If Midjourney suddenly gets stuck in the queue, jobs stop moving, or image generation fails outright, it’s usually not as simple as “your prompt is wrong.” This article breaks Midjourney troubleshooting into a few steps along the most common real-world path: first determine whether it’s system congestion, account rate limiting, or frontend authorization/network issues. Follow the steps in order and you can generally pinpoint most problems clearly.
First confirm whether the platform is congested: how to tell when the queue won’t move
If “Queued / Waiting to start” doesn’t progress for a long time, don’t keep resubmitting new jobs—this will only pile up the queue. When troubleshooting Midjourney, prioritize checking the official status page or Discord announcement channels to see whether there’s maintenance/congestion; if everyone is slow, you can only wait or switch to off-peak hours. If only you are slow, continue troubleshooting your network and account rate.

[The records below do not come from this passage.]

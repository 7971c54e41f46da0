//! Persistent collections backing list and map values.
//!
//! Both wrap `im` structures, so cloning an item's attributes is O(1) and
//! builders can return updated copies without deep copies. The map is
//! ordered: attribute listings and violation reports come out the same way
//! every run.

use std::borrow::Borrow;
use std::fmt;
use std::hash::{Hash, Hasher};

#[cfg(feature = "serde")]
use serde::{Deserialize, Serialize};

// =============================================================================
// SharedVec
// =============================================================================

/// An immutable sequence with cheap clones.
#[derive(Clone, PartialEq, Eq)]
#[cfg_attr(feature = "serde", derive(Serialize, Deserialize), serde(transparent))]
pub struct SharedVec<T: Clone>(im::Vector<T>);

impl<T: Clone> SharedVec<T> {
    /// An empty sequence.
    #[must_use]
    pub fn new() -> Self {
        Self(im::Vector::new())
    }

    /// Element count.
    #[must_use]
    pub fn len(&self) -> usize {
        self.0.len()
    }

    /// Whether there are no elements.
    #[must_use]
    pub fn is_empty(&self) -> bool {
        self.0.is_empty()
    }

    /// Element at `index`, if in bounds.
    #[must_use]
    pub fn get(&self, index: usize) -> Option<&T> {
        self.0.get(index)
    }

    /// A copy of this sequence with `value` at the end. `self` is untouched.
    #[must_use]
    pub fn push_back(&self, value: T) -> Self {
        let mut next = self.clone();
        next.0.push_back(value);
        next
    }

    /// Elements in order.
    pub fn iter(&self) -> im::vector::Iter<'_, T> {
        self.0.iter()
    }
}

impl<T: Clone> Default for SharedVec<T> {
    fn default() -> Self {
        Self::new()
    }
}

impl<T: Clone + fmt::Debug> fmt::Debug for SharedVec<T> {
    fn fmt(&self, f: &mut fmt::Formatter<'_>) -> fmt::Result {
        f.debug_list().entries(&self.0).finish()
    }
}

impl<T: Clone + Hash> Hash for SharedVec<T> {
    fn hash<H: Hasher>(&self, state: &mut H) {
        self.0.hash(state);
    }
}

impl<T: Clone> FromIterator<T> for SharedVec<T> {
    fn from_iter<I: IntoIterator<Item = T>>(iter: I) -> Self {
        Self(iter.into_iter().collect())
    }
}

impl<T: Clone> IntoIterator for SharedVec<T> {
    type Item = T;
    type IntoIter = im::vector::ConsumingIter<T>;

    fn into_iter(self) -> Self::IntoIter {
        self.0.into_iter()
    }
}

impl<'a, T: Clone> IntoIterator for &'a SharedVec<T> {
    type Item = &'a T;
    type IntoIter = im::vector::Iter<'a, T>;

    fn into_iter(self) -> Self::IntoIter {
        self.iter()
    }
}

// =============================================================================
// SharedMap
// =============================================================================

/// An immutable key-ordered map with cheap clones.
#[derive(Clone, PartialEq, Eq)]
#[cfg_attr(feature = "serde", derive(Serialize, Deserialize), serde(transparent))]
pub struct SharedMap<K: Clone + Ord, V: Clone>(im::OrdMap<K, V>);

impl<K: Clone + Ord, V: Clone> SharedMap<K, V> {
    /// An empty map.
    #[must_use]
    pub fn new() -> Self {
        Self(im::OrdMap::new())
    }

    /// Entry count.
    #[must_use]
    pub fn len(&self) -> usize {
        self.0.len()
    }

    /// Whether there are no entries.
    #[must_use]
    pub fn is_empty(&self) -> bool {
        self.0.is_empty()
    }

    /// Value stored under `key`. Accepts borrowed keys, so an
    /// `Arc<str>`-keyed map can be probed with a `&str`.
    #[must_use]
    pub fn get<Q>(&self, key: &Q) -> Option<&V>
    where
        K: Borrow<Q>,
        Q: Ord + ?Sized,
    {
        self.0.get(key)
    }

    /// Whether `key` has an entry.
    #[must_use]
    pub fn contains_key<Q>(&self, key: &Q) -> bool
    where
        K: Borrow<Q>,
        Q: Ord + ?Sized,
    {
        self.0.contains_key(key)
    }

    /// A copy with `key` bound to `value`, replacing any previous binding.
    #[must_use]
    pub fn insert(&self, key: K, value: V) -> Self {
        Self(self.0.update(key, value))
    }

    /// A copy without `key`.
    #[must_use]
    pub fn remove<Q>(&self, key: &Q) -> Self
    where
        K: Borrow<Q>,
        Q: Ord + ?Sized,
    {
        Self(self.0.without(key))
    }

    /// Entries in ascending key order.
    pub fn iter(&self) -> im::ordmap::Iter<'_, K, V> {
        self.0.iter()
    }

    /// Keys in ascending order.
    pub fn keys(&self) -> impl Iterator<Item = &K> {
        self.0.keys()
    }

    /// Values in key order.
    pub fn values(&self) -> impl Iterator<Item = &V> {
        self.0.values()
    }
}

impl<K: Clone + Ord, V: Clone> Default for SharedMap<K, V> {
    fn default() -> Self {
        Self::new()
    }
}

impl<K, V> fmt::Debug for SharedMap<K, V>
where
    K: Clone + Ord + fmt::Debug,
    V: Clone + fmt::Debug,
{
    fn fmt(&self, f: &mut fmt::Formatter<'_>) -> fmt::Result {
        f.debug_map().entries(self.iter()).finish()
    }
}

impl<K: Clone + Ord + Hash, V: Clone + Hash> Hash for SharedMap<K, V> {
    fn hash<H: Hasher>(&self, state: &mut H) {
        self.0.hash(state);
    }
}

impl<K: Clone + Ord, V: Clone> FromIterator<(K, V)> for SharedMap<K, V> {
    fn from_iter<I: IntoIterator<Item = (K, V)>>(iter: I) -> Self {
        Self(iter.into_iter().collect())
    }
}

impl<'a, K: Clone + Ord, V: Clone> IntoIterator for &'a SharedMap<K, V> {
    type Item = (&'a K, &'a V);
    type IntoIter = im::ordmap::Iter<'a, K, V>;

    fn into_iter(self) -> Self::IntoIter {
        self.iter()
    }
}
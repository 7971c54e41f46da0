//! Rule evaluation for Consort.
//!
//! This crate provides:
//! - [`operator`] - the pairwise and cluster operator catalog
//! - [`Condition`] - boolean condition trees and their document grammar
//! - [`RuleSet`] / [`ClusterRuleSet`] - named rules, compiled from documents
//! - [`PairwiseEngine`] - pair and matrix evaluation
//! - [`ClusterEngine`] - clique search, maximality, and relationships
//!
//! Evaluation is synchronous and pure: engines borrow their inputs and
//! return owned, serializable results.

#![warn(missing_docs)]
#![warn(clippy::all)]
#![warn(clippy::pedantic)]

pub mod cluster;
pub mod condition;
pub mod config;
pub mod operator;
pub mod pairwise;
pub mod rule;

pub use cluster::{
    BitSet, Cluster, ClusterAnalysis, ClusterEngine, ClusterRelationship, CompatibilityGraph,
    RelationshipType,
};
pub use condition::{ClusterCondition, Condition, PairwiseCondition};
pub use config::{
    CancelFlag, Cancellation, Clock, DEFAULT_MIN_CLUSTER_SIZE, Deadline, FixedClock, NeverCancel,
    SearchConfig, SystemClock,
};
pub use operator::{
    ClusterBinding, ClusterOperator, Comparison, Family, Operator, OperatorRegistry, Outcome,
    PairBinding, PairwiseOperator, Params,
};
pub use pairwise::{ComparisonResult, EvaluationMatrix, PairFailure, PairwiseEngine, PartialMatrix};
pub use rule::{
    ClusterRule, ClusterRuleSet, ClusterRuleSetDecl, PairwiseRule, Rule, RuleCompiler, RuleDecl,
    RuleEvaluation, RuleSet, RuleSetDecl,
};
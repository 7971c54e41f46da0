//! Boolean condition trees.
//!
//! A condition is either an operator leaf or a logical combinator over child
//! conditions. The operator type fixes the family, so a pairwise condition
//! can never contain a cluster operator.
//!
//! Document grammar:
//! - logical: `{"all": [C, ...]}`, `{"any": [C, ...]}`, `{"not": C}`
//! - leaf: `{"<operator>": {"field": "<name>", ...params}}`

use std::collections::BTreeSet;
use std::fmt;

use consort_catalog::Schema;
use consort_foundation::{Error, Result};
use serde_json::Value as JsonValue;

use crate::operator::{ClusterOperator, Operator, OperatorRegistry, Outcome, PairwiseOperator, Params};

/// A condition over two items.
pub type PairwiseCondition = Condition<PairwiseOperator>;

/// A condition over an item set.
pub type ClusterCondition = Condition<ClusterOperator>;

/// A condition tree node.
#[derive(Clone, Debug, PartialEq)]
pub enum Condition<Op> {
    /// Operator invocation.
    Leaf(Op),
    /// All children hold. Empty is true.
    AllOf(Vec<Condition<Op>>),
    /// Some child holds. Empty is false.
    AnyOf(Vec<Condition<Op>>),
    /// The child does not hold.
    Not(Box<Condition<Op>>),
}

impl<Op: Operator> Condition<Op> {
    /// Wraps an operator.
    #[must_use]
    pub fn leaf(op: Op) -> Self {
        Self::Leaf(op)
    }

    /// Conjunction.
    #[must_use]
    pub fn all(children: impl IntoIterator<Item = Self>) -> Self {
        Self::AllOf(children.into_iter().collect())
    }

    /// Disjunction.
    #[must_use]
    pub fn any(children: impl IntoIterator<Item = Self>) -> Self {
        Self::AnyOf(children.into_iter().collect())
    }

    /// Negation.
    #[must_use]
    pub fn negate(child: Self) -> Self {
        Self::Not(Box::new(child))
    }

    // =========================================================================
    // Parsing
    // =========================================================================

    /// Parses a condition document, resolving every operator eagerly.
    ///
    /// # Errors
    ///
    /// Returns a configuration error for a node that is not a single-key
    /// object, an `all`/`any` body that is not an array, an unknown or
    /// wrong-family operator, or bad operator parameters. The error's frame
    /// stack locates the node.
    pub fn parse(doc: &JsonValue, registry: &OperatorRegistry) -> Result<Self> {
        let node = doc.as_object().ok_or_else(|| {
            Error::malformed_condition(format!("a condition must be an object, got {doc}"))
        })?;
        let mut entries = node.iter();
        let (key, body) = match (entries.next(), entries.next()) {
            (Some(entry), None) => entry,
            _ => {
                return Err(Error::malformed_condition(format!(
                    "a condition must have exactly one key, got {}",
                    node.len()
                )));
            }
        };

        match key.as_str() {
            "all" => Ok(Self::AllOf(Self::parse_children(key, body, registry)?)),
            "any" => Ok(Self::AnyOf(Self::parse_children(key, body, registry)?)),
            "not" => Self::parse(body, registry)
                .map(Self::negate)
                .map_err(|e| e.in_frame("not")),
            name => {
                let params = Params::from_json(name, body).map_err(|e| e.with_operator(name))?;
                registry
                    .resolve(name, &params)
                    .map(Self::Leaf)
                    .map_err(|e| e.with_operator(name))
            }
        }
    }

    fn parse_children(key: &str, body: &JsonValue, registry: &OperatorRegistry) -> Result<Vec<Self>> {
        let children = body.as_array().ok_or_else(|| {
            Error::malformed_condition(format!("`{key}` takes an array of conditions, got {body}"))
        })?;
        children
            .iter()
            .enumerate()
            .map(|(i, child)| {
                Self::parse(child, registry).map_err(|e| e.in_frame(format!("{key}[{i}]")))
            })
            .collect()
    }

    // =========================================================================
    // Evaluation
    // =========================================================================

    /// Evaluates the condition.
    ///
    /// `all` stops at the first failing child and reports its reason; `any`
    /// stops at the first passing child and otherwise reports every child's
    /// reason joined with `"; "`. Children after the deciding one are never
    /// evaluated, so their errors are not raised either.
    ///
    /// # Errors
    ///
    /// Returns the first evaluation error of an evaluated leaf, tagged with
    /// the operator name.
    pub fn evaluate(&self, binding: &Op::Binding<'_>) -> Result<Outcome> {
        match self {
            Self::Leaf(op) => op.evaluate(binding).map_err(|e| e.with_operator(op.name())),
            Self::AllOf(children) => {
                let mut reasons = Vec::with_capacity(children.len());
                for child in children {
                    let outcome = child.evaluate(binding)?;
                    if !outcome.passed {
                        return Ok(outcome);
                    }
                    reasons.push(outcome.reason);
                }
                Ok(if reasons.is_empty() {
                    Outcome::pass("no conditions")
                } else {
                    Outcome::pass(reasons.join("; "))
                })
            }
            Self::AnyOf(children) => {
                let mut reasons = Vec::with_capacity(children.len());
                for child in children {
                    let outcome = child.evaluate(binding)?;
                    if outcome.passed {
                        return Ok(outcome);
                    }
                    reasons.push(outcome.reason);
                }
                Ok(if reasons.is_empty() {
                    Outcome::fail("no alternatives")
                } else {
                    Outcome::fail(reasons.join("; "))
                })
            }
            Self::Not(child) => {
                let outcome = child.evaluate(binding)?;
                Ok(Outcome::when(!outcome.passed, format!("not ({})", outcome.reason)))
            }
        }
    }

    // =========================================================================
    // Inspection
    // =========================================================================

    /// Checks every leaf against a schema.
    ///
    /// # Errors
    ///
    /// Returns the first leaf's configuration error.
    pub fn check_schema(&self, schema: &Schema) -> Result<()> {
        self.operators()
            .into_iter()
            .try_for_each(|op| op.check_schema(schema))
    }

    /// Leaves in document order.
    #[must_use]
    pub fn operators(&self) -> Vec<&Op> {
        let mut out = Vec::new();
        self.collect_operators(&mut out);
        out
    }

    fn collect_operators<'s>(&'s self, out: &mut Vec<&'s Op>) {
        match self {
            Self::Leaf(op) => out.push(op),
            Self::AllOf(children) | Self::AnyOf(children) => {
                for child in children {
                    child.collect_operators(out);
                }
            }
            Self::Not(child) => child.collect_operators(out),
        }
    }

    /// Attribute names read by any leaf.
    #[must_use]
    pub fn fields(&self) -> BTreeSet<&str> {
        self.operators().into_iter().filter_map(Operator::field).collect()
    }

    /// Number of operator leaves.
    #[must_use]
    pub fn leaf_count(&self) -> usize {
        match self {
            Self::Leaf(_) => 1,
            Self::AllOf(children) | Self::AnyOf(children) => {
                children.iter().map(Self::leaf_count).sum()
            }
            Self::Not(child) => child.leaf_count(),
        }
    }

    /// Nesting depth; a single leaf has depth 1.
    #[must_use]
    pub fn depth(&self) -> usize {
        match self {
            Self::Leaf(_) => 1,
            Self::AllOf(children) | Self::AnyOf(children) => {
                1 + children.iter().map(Self::depth).max().unwrap_or(0)
            }
            Self::Not(child) => 1 + child.depth(),
        }
    }
}

impl<Op: fmt::Display> fmt::Display for Condition<Op> {
    fn fmt(&self, f: &mut fmt::Formatter<'_>) -> fmt::Result {
        match self {
            Self::Leaf(op) => write!(f, "{op}"),
            Self::AllOf(children) => write_list(f, "all", children),
            Self::AnyOf(children) => write_list(f, "any", children),
            Self::Not(child) => write!(f, "not({child})"),
        }
    }
}

fn write_list<T: fmt::Display>(f: &mut fmt::Formatter<'_>, name: &str, children: &[T]) -> fmt::Result {
    write!(f, "{name}(")?;
    for (i, child) in children.iter().enumerate() {
        if i > 0 {
            f.write_str(", ")?;
        }
        write!(f, "{child}")?;
    }
    f.write_str(")")
}
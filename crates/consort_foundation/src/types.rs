//! Runtime type tags.

use std::fmt;

#[cfg(feature = "serde")]
use serde::{Deserialize, Serialize};

/// What kind of [`Value`](crate::Value) something is.
///
/// Schema checks and operator errors report expected and actual tags; the
/// lowercase name is what ends up in messages.
#[derive(Clone, Copy, PartialEq, Eq, Hash)]
#[cfg_attr(feature = "serde", derive(Serialize, Deserialize), serde(rename_all = "snake_case"))]
pub enum Type {
    /// `nil`
    Nil,
    /// `bool`
    Bool,
    /// `int`
    Int,
    /// `float`
    Float,
    /// `string`
    String,
    /// `list`
    List,
    /// `map`
    Map,
}

impl Type {
    /// Whether a value tagged `actual` may stand where `self` is declared.
    /// Tags must match, except that an int is a valid float.
    #[must_use]
    pub fn accepts(self, actual: Type) -> bool {
        self == actual || (self, actual) == (Self::Float, Self::Int)
    }

    /// Name used in diagnostics.
    #[must_use]
    pub const fn name(self) -> &'static str {
        match self {
            Self::Nil => "nil",
            Self::Bool => "bool",
            Self::Int => "int",
            Self::Float => "float",
            Self::String => "string",
            Self::List => "list",
            Self::Map => "map",
        }
    }
}

impl fmt::Display for Type {
    fn fmt(&self, f: &mut fmt::Formatter<'_>) -> fmt::Result {
        f.write_str(self.name())
    }
}

impl fmt::Debug for Type {
    fn fmt(&self, f: &mut fmt::Formatter<'_>) -> fmt::Result {
        fmt::Display::fmt(self, f)
    }
}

Also make sure whether you’re using Fast or Relax: when your Fast hours are depleted, jobs may show abnormal speed or be unable to continue accelerating. If you can, switch back to Relax to verify whether it recovers—at least you can tell whether the issue is related to Fast usage.
Job stuck or generation failed: the correct “stop-loss” actions
When a job keeps spinning or stops halfway with no result, Midjourney troubleshooting recommends finding the job in the task list, then Cancel/Stop it and rerun (Rerun). Many people habitually refresh the page and wait, but the job may already have failed in the background—waiting longer only wastes time.
If you’re using Discord, be careful not to click old buttons long after the bot message was sent, as it can easily trigger prompts like “Unknown interaction.” A more reliable approach is to use the buttons on the latest job message, or simply send /imagine again.